Hi Ich bewerb mich auch währ ja gelacht.
Vor allem weil ich sowieso an einen neuen grakalüfter gedacht hatte.
Ich hab eine Leadthek Winfast 9800gt mit singleslot Lüfter.
Ich erfülle Eure Anforderungen und würde mich freuen wenn ich den Kühler ausführlich für euch testen dürfte, um anschließend eine umfassenden Bericht zu schreiben (mit vieeeel Liebe). 
Mfg 
euer Alucian


----------



## mangel76 (6. Oktober 2009)

*AW: Lesertest: Grafikkartenkühler Xigmatek Bifrost VD1065 - Tester gesucht*

Hätte auch mal wieder Lust ein wenig zu basteln.

Meine Grafikkarte ist eine Sapphire HD4850 mit Dual-Slot-Kühler. Da ich bei den anderen Teilen sehr auf geringe Geräuschentwicklung geachtet habe, ist sie eindeutig das lauteste Element in meinem System (Q9550, Gigabyte X-38, 2x320 GB Samsung, 4 GB DDR-1066 in einem CM 690, 6X120mm Lüfter mit Lüftersteuerung). Wäre schön, wenn die Lautstärke noch ein wenig verringert werden könnte, da mein PC im Schlafzimmer steht und auch zum Fernsehen genutzt wird. 

Einen schönen Tag noch
Stefan


----------



## Ace (6. Oktober 2009)

*AW: Lesertest: Grafikkartenkühler Xigmatek Bifrost VD1065 - Tester gesucht*

Hallo PCGH Team!
Auch ich möchte mich für den Lesertest des Xigmatek Bifrost zu Verfügung stellen,da es mich doch sehr Interessiert,wie sehr die Temps bei meiner Point of View GTX 285 2GB aussehen gegenüber des Original Kühlers.

Ich erfülle alle Bedingungen zu 100%,und habe auch schon einige Jahre Erfahrung mit diversen Grafik Karten,ob Wasser oder Luft Kühlung.
Es stehen auch mehrere Wärmeleitpasten zur Verfügung,um zu sehen ob sich noch ein paar Grad aus dem Kühler raus holen lassen.

Mein System besteht zur Zeit aus folgender Hardware:
CPU: i7-860 (bis 4GHz)
Mainboard: Asus Maximus III Formula
Arbeitsspeicher: 4GB G.Skill Trident 2000MHz
Grafik Karte: Point of View GTX285 2 GB
Kühler: Noctua  NH-U12P SE2
Gehäuse: Xigmatek Midgard   

Gruß
Ace 


			Dieser Inhalt steht nur eingeloggten Mitgliedern zur Verfügung.


----------



## Cr@zed^ (6. Oktober 2009)

*AW: Lesertest: Grafikkartenkühler Xigmatek Bifrost VD1065 - Tester gesucht*

Hiermit würde ich mich auch gerne für den Lesertest bewerben. 
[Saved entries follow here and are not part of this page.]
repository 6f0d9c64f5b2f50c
use glam::Vec2;

use crate::api::types::GameState;

/// Logical canvas size in game units.
pub const CANVAS_WIDTH: f32 = 800.0;
pub const CANVAS_HEIGHT: f32 = 600.0;

pub const PADDLE_WIDTH: f32 = 16.0;
pub const PADDLE_HEIGHT: f32 = 100.0;
pub const BALL_SIZE: f32 = 16.0;
/// Dash and gap length of the center line.
pub const CENTER_DASH: f32 = 16.0;

pub const PADDLE_COLOR: &str = "#f1f1f1";
pub const BALL_COLOR: &str = "#ffb300";
pub const CENTER_LINE_COLOR: &str = "#444";

/// A single 2D drawing primitive, in canvas units.
#[derive(Debug, Clone, PartialEq)]
pub enum DrawCommand {
    /// Clear a rectangle to transparent.
    Clear { origin: Vec2, size: Vec2 },
    /// Fill an axis-aligned rectangle.
    FillRect {
        origin: Vec2,
        size: Vec2,
        color: &'static str,
    },
    /// Stroke a dashed segment. `dash` is the `[on, off]` pattern.
    DashedLine {
        from: Vec2,
        to: Vec2,
        dash: [f32; 2],
        color: &'static str,
    },
}

/// Ordered draw commands for one redraw.
#[derive(Debug, Clone, PartialEq, Default)]
pub struct Frame {
    pub commands: Vec<DrawCommand>,
}

impl Frame {
    pub fn new() -> Self {
        Self {
            commands: Vec::with_capacity(5),
        }
    }

    pub fn push(&mut self, command: DrawCommand) {
        self.commands.push(command);
    }

    pub fn len(&self) -> usize {
        self.commands.len()
    }

    pub fn is_empty(&self) -> bool {
        self.commands.is_empty()
    }
}

/// Build the frame for a state snapshot: clear, both paddles, ball, center line.
///
/// Values are drawn exactly where the server puts them; nothing is clamped.
pub fn build_frame(state: &GameState) -> Frame {
    let paddle = Vec2::new(PADDLE_WIDTH, PADDLE_HEIGHT);
    let mut frame = Frame::new();

    frame.push(DrawCommand::Clear {
        origin: Vec2::ZERO,
        size: Vec2::new(CANVAS_WIDTH, CANVAS_HEIGHT),
    });
    frame.push(DrawCommand::FillRect {
        origin: Vec2::new(0.0, state.player_y),
        size: paddle,
        color: PADDLE_COLOR,
    });
    frame.push(DrawCommand::FillRect {
        origin: Vec2::new(CANVAS_WIDTH - PADDLE_WIDTH, state.computer_y),
        size: paddle,
        color: PADDLE_COLOR,
    });
    frame.push(DrawCommand::FillRect {
        origin: Vec2::new(state.ball_x, state.ball_y),
        size: Vec2::splat(BALL_SIZE),
        color: BALL_COLOR,
    });
    frame.push(DrawCommand::DashedLine {
        from: Vec2::new(CANVAS_WIDTH / 2.0, 0.0),
        to: Vec2::new(CANVAS_WIDTH / 2.0, CANVAS_HEIGHT),
        dash: [CENTER_DASH, CENTER_DASH],
        color: CENTER_LINE_COLOR,
    });

    frame
}

/// Scoreboard line shown above the canvas.
pub fn scoreboard_text(state: &GameState) -> String {
    format!(
        "Player: {}  |  Computer: {}",
        state.player_score, state.computer_score
    )
}
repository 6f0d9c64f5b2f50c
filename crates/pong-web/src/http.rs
use pong_client::{ApiRequest, ClientConfig, ClientError, JSON_CONTENT_TYPE};
use wasm_bindgen::{JsCast, JsValue};
use wasm_bindgen_futures::JsFuture;
use web_sys::{Headers, Request, RequestInit, RequestMode, Response};

/// Perform one request with `fetch` and return the reply body.
///
/// Non-2xx statuses are errors. There is no retry and no timeout.
pub async fn send(config: &ClientConfig, request: &ApiRequest) -> Result<String, ClientError> {
    let url = config.url(&request.call.path());

    let init = RequestInit::new();
    init.set_method(request.call.method().as_str());
    init.set_mode(RequestMode::Cors);
    if let Some(body) = request.call.body()? {
        let headers = Headers::new().map_err(network)?;
        headers
            .set("Content-Type", JSON_CONTENT_TYPE)
            .map_err(network)?;
        init.set_headers(&headers);
        init.set_body(&JsValue::from_str(&body));
    }

    let fetch_request = Request::new_with_str_and_init(&url, &init).map_err(network)?;
    let window = web_sys::window().ok_or_else(|| ClientError::Network("no window".into()))?;
    let response: Response = JsFuture::from(window.fetch_with_request(&fetch_request))
        .await
        .map_err(network)?
        .dyn_into()
        .map_err(network)?;

    if !response.ok() {
        return Err(ClientError::Status(response.status()));
    }

    let text = JsFuture::from(response.text().map_err(network)?)
        .await
        .map_err(network)?;
    text.as_string()
        .ok_or_else(|| ClientError::Decode("reply body is not text".into()))
}

fn network(e: JsValue) -> ClientError {
    let msg = e
        .as_string()
        .or_else(|| {
            e.dyn_ref::<js_sys::Error>()
                .map(|err| String::from(err.message()))
        })
        .unwrap_or_else(|| format!("{:?}", e));
    ClientError::Network(msg)
}
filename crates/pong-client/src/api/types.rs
use serde::{Deserialize, Serialize};
use serde_json::Value;

/// Which side won a finished game.
#[derive(Debug, Clone, Copy, PartialEq, Eq, Serialize, Deserialize)]
#[serde(rename_all = "lowercase")]
pub enum Winner {
    Player,
    Computer,
}

/// Paddle movement direction sent to `/move`.
#[derive(Debug, Clone, Copy, PartialEq, Eq, Hash, Serialize, Deserialize)]
#[serde(rename_all = "lowercase")]
pub enum Direction {
    Up,
    Down,
}

impl Direction {
    pub fn as_str(self) -> &'static str {
        match self {
            Direction::Up => "up",
            Direction::Down => "down",
        }
    }
}

/// Authoritative game snapshot as served by the backend.
///
/// The client trusts these values as-is: positions are not range checked
/// and `winner` is only meaningful once `game_over` is set.
#[derive(Debug, Clone, PartialEq, Default, Serialize, Deserialize)]
pub struct GameState {
    pub player_y: f32,
    pub computer_y: f32,
    pub ball_x: f32,
    pub ball_y: f32,
    /// Ball velocity. Sent by the server, never read by the client.
    #[serde(default, skip_serializing_if = "Option::is_none")]
    pub ball_vx: Option<f32>,
    #[serde(default, skip_serializing_if = "Option::is_none")]
    pub ball_vy: Option<f32>,
    pub player_score: u32,
    pub computer_score: u32,
    pub game_over: bool,
    #[serde(default)]
    pub winner: Option<Winner>,
}

/// One row of the high-score table. Display only.
///
/// The server stores whatever score a client posted, so `score` is kept as
/// raw JSON rather than rejecting the whole table over one odd row.
#[derive(Debug, Clone, PartialEq, Serialize, Deserialize)]
pub struct HighScoreEntry {
    pub username: String,
    #[serde(default)]
    pub score: Value,
    pub date: String,
}

impl HighScoreEntry {
    /// The score as a browser would print it: whole floats lose their
    /// fraction, strings go in unquoted.
    pub fn score_text(&self) -> String {
        match &self.score {
            Value::Number(n) => match (n.as_i64(), n.as_u64(), n.as_f64()) {
                (Some(i), _, _) => i.to_string(),
                (_, Some(u), _) => u.to_string(),
                (_, _, Some(f)) if f.fract() == 0.0 && f.abs() < 1e15 => (f as i64).to_string(),
                (_, _, Some(f)) => f.to_string(),
                _ => n.to_string(),
            },
            Value::String(s) => s.clone(),
            other => other.to_string(),
        }
    }
}

// ---- Reply bodies ----

/// Body of a `/start` reply.
#[derive(Debug, Clone, PartialEq, Deserialize)]
pub struct StartReply {
    pub game_id: String,
    pub state: GameState,
}

/// Body of a `/state` or `/move` reply.
#[derive(Debug, Clone, PartialEq, Deserialize)]
pub struct StateReply {
    pub state: GameState,
}

/// Body of a `/high_scores` reply.
#[derive(Debug, Clone, PartialEq, Deserialize)]
pub struct HighScoresReply {
    pub high_scores: Vec<HighScoreEntry>,
}

// ---- Request bodies ----

#[derive(Debug, Clone, Serialize)]
pub struct MoveBody<'a> {
    pub game_id: &'a str,
    pub direction: Direction,
}

#[derive(Debug, Clone, Serialize)]
pub struct SaveScoreBody<'a> {
    pub username: &'a str,
    pub score: u32,
}

#[cfg(test)]
mod tests {
    use super::*;

    #[test]
    fn decodes_server_state_with_integers_and_extra_fields() {
        let json = r#"{
            "player_y": 250, "computer_y": 250,
            "ball_x": 392, "ball_y": 292,
            "ball_vx": 12, "ball_vy": -12,
            "player_score": 0, "computer_score": 3,
            "game_over": false, "winner": null,
            "unexpected": "ignored"
        }"#;
        let state: GameState = serde_json::from_str(json).unwrap();
        assert_eq!(state.player_y, 250.0);
        assert_eq!(state.ball_x, 392.0);
        assert_eq!(state.ball_vy, Some(-12.0));
        assert_eq!(state.computer_score, 3);
        assert!(!state.game_over);
        assert_eq!(state.winner, None);
    }

    #[test]
    fn winner_and_velocity_are_optional() {
        let json = r#"{"player_y":0,"computer_y":0,"ball_x":0,"ball_y":0,
            "player_score":5,"computer_score":1,"game_over":true,"winner":"player"}"#;
        let state: GameState = serde_json::from_str(json).unwrap();
        assert_eq!(state.winner, Some(Winner::Player));
        assert_eq!(state.ball_vx, None);
    }

    #[test]
    fn score_text_matches_browser_output() {
        let entry = |score: Value| HighScoreEntry {
            username: "ann".into(),
            score,
            date: String::new(),
        };
        assert_eq!(entry(serde_json::json!(7)).score_text(), "7");
        assert_eq!(entry(serde_json::json!(3.0)).score_text(), "3");
        assert_eq!(entry(serde_json::json!(2.5)).score_text(), "2.5");
        assert_eq!(entry(serde_json::json!(-4)).score_text(), "-4");
        assert_eq!(entry(serde_json::json!("12")).score_text(), "12");
        assert_eq!(entry(Value::Null).score_text(), "null");
    }

    #[test]
    fn move_body_uses_lowercase_direction() {
        let body = MoveBody { game_id: "g1", direction: Direction::Down };
        let json = serde_json::to_string(&body).unwrap();
        assert_eq!(json, r#"{"game_id":"g1","direction":"down"}"#);
        assert_eq!(Direction::Up.as_str(), "up");
    }
}
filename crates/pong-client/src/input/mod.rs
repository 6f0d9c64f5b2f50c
pub mod keys;
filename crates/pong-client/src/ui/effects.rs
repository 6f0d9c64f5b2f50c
use crate::api::types::Winner;
use crate::renderer::frame::Frame;
use crate::ui::highscores::HighScoreBoard;

/// Health of the connection to the game server, shown by the status indicator.
#[derive(Debug, Clone, PartialEq, Eq, Default)]
pub enum ConnectionStatus {
    /// Nothing has been exchanged yet.
    #[default]
    Idle,
    /// The last reply succeeded.
    Connected,
    /// The last reply failed.
    Error(String),
}

impl ConnectionStatus {
    pub fn label(&self) -> String {
        match self {
            ConnectionStatus::Idle => "Connecting…".to_string(),
            ConnectionStatus::Connected => "Connected".to_string(),
            ConnectionStatus::Error(msg) => format!("Connection problem: {}", msg),
        }
    }
}

/// An instruction from the controller to the page.
/// Produced in order; the DOM layer applies them in the same order.
#[derive(Debug, Clone, PartialEq)]
pub enum UiEffect {
    /// Repaint the canvas and update the scoreboard text.
    Render { frame: Frame, scoreboard: String },
    /// Show the end-game modal with this message.
    ShowEndgame { message: &'static str },
    /// Hide the end-game modal and clear the username field.
    HideEndgame,
    /// Enable or disable the save-score button.
    SetSaveEnabled(bool),
    /// Replace the high-score panel contents.
    ShowHighScores(HighScoreBoard),
    /// Update the connection indicator.
    SetStatus(ConnectionStatus),
}

/// End-game modal text for the given winner. Anything but a player win
/// counts as a computer win.
pub fn endgame_message(winner: Option<Winner>) -> &'static str {
    match winner {
        Some(Winner::Player) => "You win! 🎉",
        _ => "Computer wins! 😢",
    }
}

#[cfg(test)]
mod tests {
    use super::*;

    #[test]
    fn endgame_messages() {
        assert!(endgame_message(Some(Winner::Player)).contains("You win!"));
        assert!(endgame_message(Some(Winner::Computer)).contains("Computer wins!"));
        assert!(endgame_message(None).contains("Computer wins!"));
    }

    #[test]
    fn status_labels() {
        assert_eq!(ConnectionStatus::default(), ConnectionStatus::Idle);
        assert_eq!(ConnectionStatus::Connected.label(), "Connected");
        assert!(ConnectionStatus::Error("server returned HTTP 500".into())
            .label()
            .ends_with("HTTP 500"));
    }
}
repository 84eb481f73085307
//! CLI command-name contract for logging.

use crate::cli::parse::Commands;

/// Command name string for log records (e.g. "route", "list").
pub fn command_name(command: &Commands) -> &'static str {
    match command {
        Commands::Route { .. } => "route",
        Commands::Breadcrumb { .. } => "breadcrumb",
        Commands::List { .. } => "list",
        Commands::Delete { .. } => "delete",
        Commands::Import { .. } => "import",
        Commands::Config => "config",
    }
}
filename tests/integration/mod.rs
//! Integration tests for content tree routing

mod cli;
mod dispatch;
mod router;
mod sled_storage;
mod support;
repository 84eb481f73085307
//! Error types for the content routing core.
//!
//! Not-found conditions are never errors: they travel as the `not_found` flag on a
//! [`crate::model::ContentModel`]. Everything here aborts the request.

use crate::types::{ElementId, ParentPointer, StructureId};
use thiserror::Error;

/// Storage-related errors
#[derive(Debug, Error)]
pub enum StorageError {
    #[error("Storage backend error: {0}")]
    Backend(String),

    #[error("Malformed row in table '{table}': {reason}")]
    MalformedRow { table: String, reason: String },

    #[error("Invalid parent pointer: {0:?}")]
    InvalidParentPointer(String),

    #[error("Storage I/O error: {0}")]
    IoError(#[from] std::io::Error),
}

/// Broken tree topology or structure configuration.
///
/// Always fatal: the request cannot be served when the configured types and the stored
/// parent pointers disagree.
#[derive(Debug, Error)]
pub enum ConfigurationError {
    #[error("Unknown structure name: {0}")]
    UnknownStructureName(String),

    #[error("Unknown structure id: {0}")]
    UnknownStructureId(StructureId),

    #[error("No structure is configured for model type {0}")]
    UnknownStructureClass(String),

    #[error("Structure '{structure}' uses unknown kind '{kind}'")]
    UnknownBehavior { structure: String, kind: String },

    #[error("Duplicate structure {field}: {value}")]
    DuplicateStructure { field: &'static str, value: String },

    #[error("Root structure {0} is not configured")]
    MissingRootStructure(StructureId),

    #[error("Cannot determine owning structure for embedded template in field '{field}' of {model}")]
    TemplateOwnerUnknown { model: String, field: String },

    #[error("Template nesting deeper than {limit} levels while expanding '{template}'")]
    TemplateDepthExceeded { template: String, limit: usize },

    #[error("Parent pointer {pointer} does not resolve to a row in structure {structure}")]
    DanglingParent {
        pointer: ParentPointer,
        structure: String,
    },

    #[error("Element {element} not found in structure {structure}")]
    ElementNotFound { structure: String, element: ElementId },

    #[error("Parent chain longer than {0} hops")]
    AncestryTooDeep(usize),

    #[error("Invalid configuration: {0}")]
    Invalid(String),
}

/// Errors surfaced by the router and its resolvers
#[derive(Debug, Error)]
pub enum RouteError {
    #[error("Configuration error: {0}")]
    Configuration(#[from] ConfigurationError),

    #[error("Storage error: {0}")]
    Storage(#[from] StorageError),

    #[error("Failed to load configuration: {0}")]
    ConfigLoad(String),

    #[error("Logging setup failed: {0}")]
    Logging(String),
}

impl From<config::ConfigError> for RouteError {
    fn from(err: config::ConfigError) -> Self {
        RouteError::ConfigLoad(err.to_string())
    }
}
//! Workspace config file source: config/config.toml and config/{env}.toml

use config::builder::DefaultState;
use config::ConfigBuilder;
use config::File;
use std::path::Path;

/// Environment variable selecting the env-specific config file
pub const ENV_SELECTOR: &str = "CONTENTROUTE_ENV";

/// Add workspace config files to builder.
/// Precedence: config/config.toml (base) then config/{CONTENTROUTE_ENV}.toml (env-specific).
pub fn add_to_builder(
    builder: ConfigBuilder<DefaultState>,
    workspace_root: &Path,
) -> ConfigBuilder<DefaultState> {
    let config_dir = workspace_root.join("config");
    let env_name = std::env::var(ENV_SELECTOR).unwrap_or_else(|_| "development".to_string());

    let mut builder = builder;

    let base_config_path = config_dir.join("config.toml");
    if base_config_path.exists() {
        builder = builder.add_source(File::from(base_config_path).required(false));
    }

    let env_config_path = config_dir.join(format!("{}.toml", env_name));
    if env_config_path.exists() {
        builder = builder.add_source(File::from(env_config_path).required(false));
    }

    builder
}
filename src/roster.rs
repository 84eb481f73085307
//! Ordered sibling maintenance for `pos`-sorted listings

use crate::error::{RouteError, StorageError};
use crate::model::ContentModel;
use crate::store::{
    row_id, row_parent, Change, Filter, Mutation, OrderBy, Query, Row, Storage, POSITION_FIELD,
};
use crate::types::ParentPointer;
use serde_json::Value;
use tracing::{debug, info};

fn position(row: &Row) -> Option<i64> {
    match row.get(POSITION_FIELD)? {
        Value::Number(n) => n.as_i64(),
        Value::String(s) => s.trim().parse().ok(),
        _ => None,
    }
}

fn missing_row(model: &ContentModel) -> StorageError {
    StorageError::MalformedRow {
        table: model.descriptor().table.clone(),
        reason: "model has no loaded row".to_string(),
    }
}

/// Pointer scoping the loaded row's siblings: the row's own, else the model's
fn sibling_pointer(model: &ContentModel, row: &Row) -> Result<Option<ParentPointer>, StorageError> {
    Ok(row_parent(row)?.or(model.parent_pointer()))
}

/// Delete the model's loaded row and close the gap it leaves in the sibling order.
///
/// Returns `false` when the row was already gone.
pub fn delete_element(storage: &dyn Storage, model: &ContentModel) -> Result<bool, RouteError> {
    let row = model.loaded_page_data().ok_or_else(|| missing_row(model))?;
    let table = &model.descriptor().table;
    let id = row_id(row).ok_or_else(|| StorageError::MalformedRow {
        table: table.clone(),
        reason: "row has no ID".to_string(),
    })?;

    if !storage.delete(table, id)? {
        debug!(table = %table, id, "Element already deleted");
        return Ok(false);
    }

    if let (Some(pos), Some(pointer)) = (position(row), sibling_pointer(model, row)?) {
        let shifted = storage.execute(&Mutation::Update {
            table: table.clone(),
            filter: Filter::parent(pointer).and(Filter::gt(POSITION_FIELD, pos)),
            changes: vec![(POSITION_FIELD.to_string(), Change::Add(-1))],
        })?;
        debug!(table = %table, parent = %pointer, pos, shifted, "Closed position gap");
    }
    info!(table = %table, id, "Deleted element");
    Ok(true)
}

/// Position for a new element appended under the model's parent pointer
pub fn next_position(storage: &dyn Storage, model: &ContentModel) -> Result<i64, StorageError> {
    let filter = model
        .parent_pointer()
        .map(Filter::parent)
        .unwrap_or(Filter::All);
    let query = Query::new(filter)
        .order_by(Some(OrderBy {
            field: POSITION_FIELD.to_string(),
            descending: true,
        }))
        .limit(1);
    let last = storage
        .query_rows(&model.descriptor().table, &query)?
        .first()
        .and_then(position);
    Ok(last.map_or(1, |pos| pos + 1))
}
Als Grafikkarten kann ich zwei ATI HD4870, einmal eine Sapphire im ATI Design und eine Palit im Dual Sonic Design, sowie den Scythe Musashi auf beiden Karten zum Vergleich anbieten. 
Digitale Bilder kann ich selbstverständlich erstellen und verwende dazu eine Olympus E-510 DSLR.
Der deutschen Sprache bin ich, hoffe ich zumindest, in Ausdruck und Schrift auch mächtig. 
Beim Arbeiten an meiner Hardware gehe ich zumeist äuserst gewissenhaft und akribisch nach, da ich von vorneherein Schäden und Komplikationen, soweit möglich, vorbeugen möchte.

Da ich seit 1995 meine PC's selber baue habe ich auch das nötige Know How und Werkzeug um solche Modifikationen durchzuführen. 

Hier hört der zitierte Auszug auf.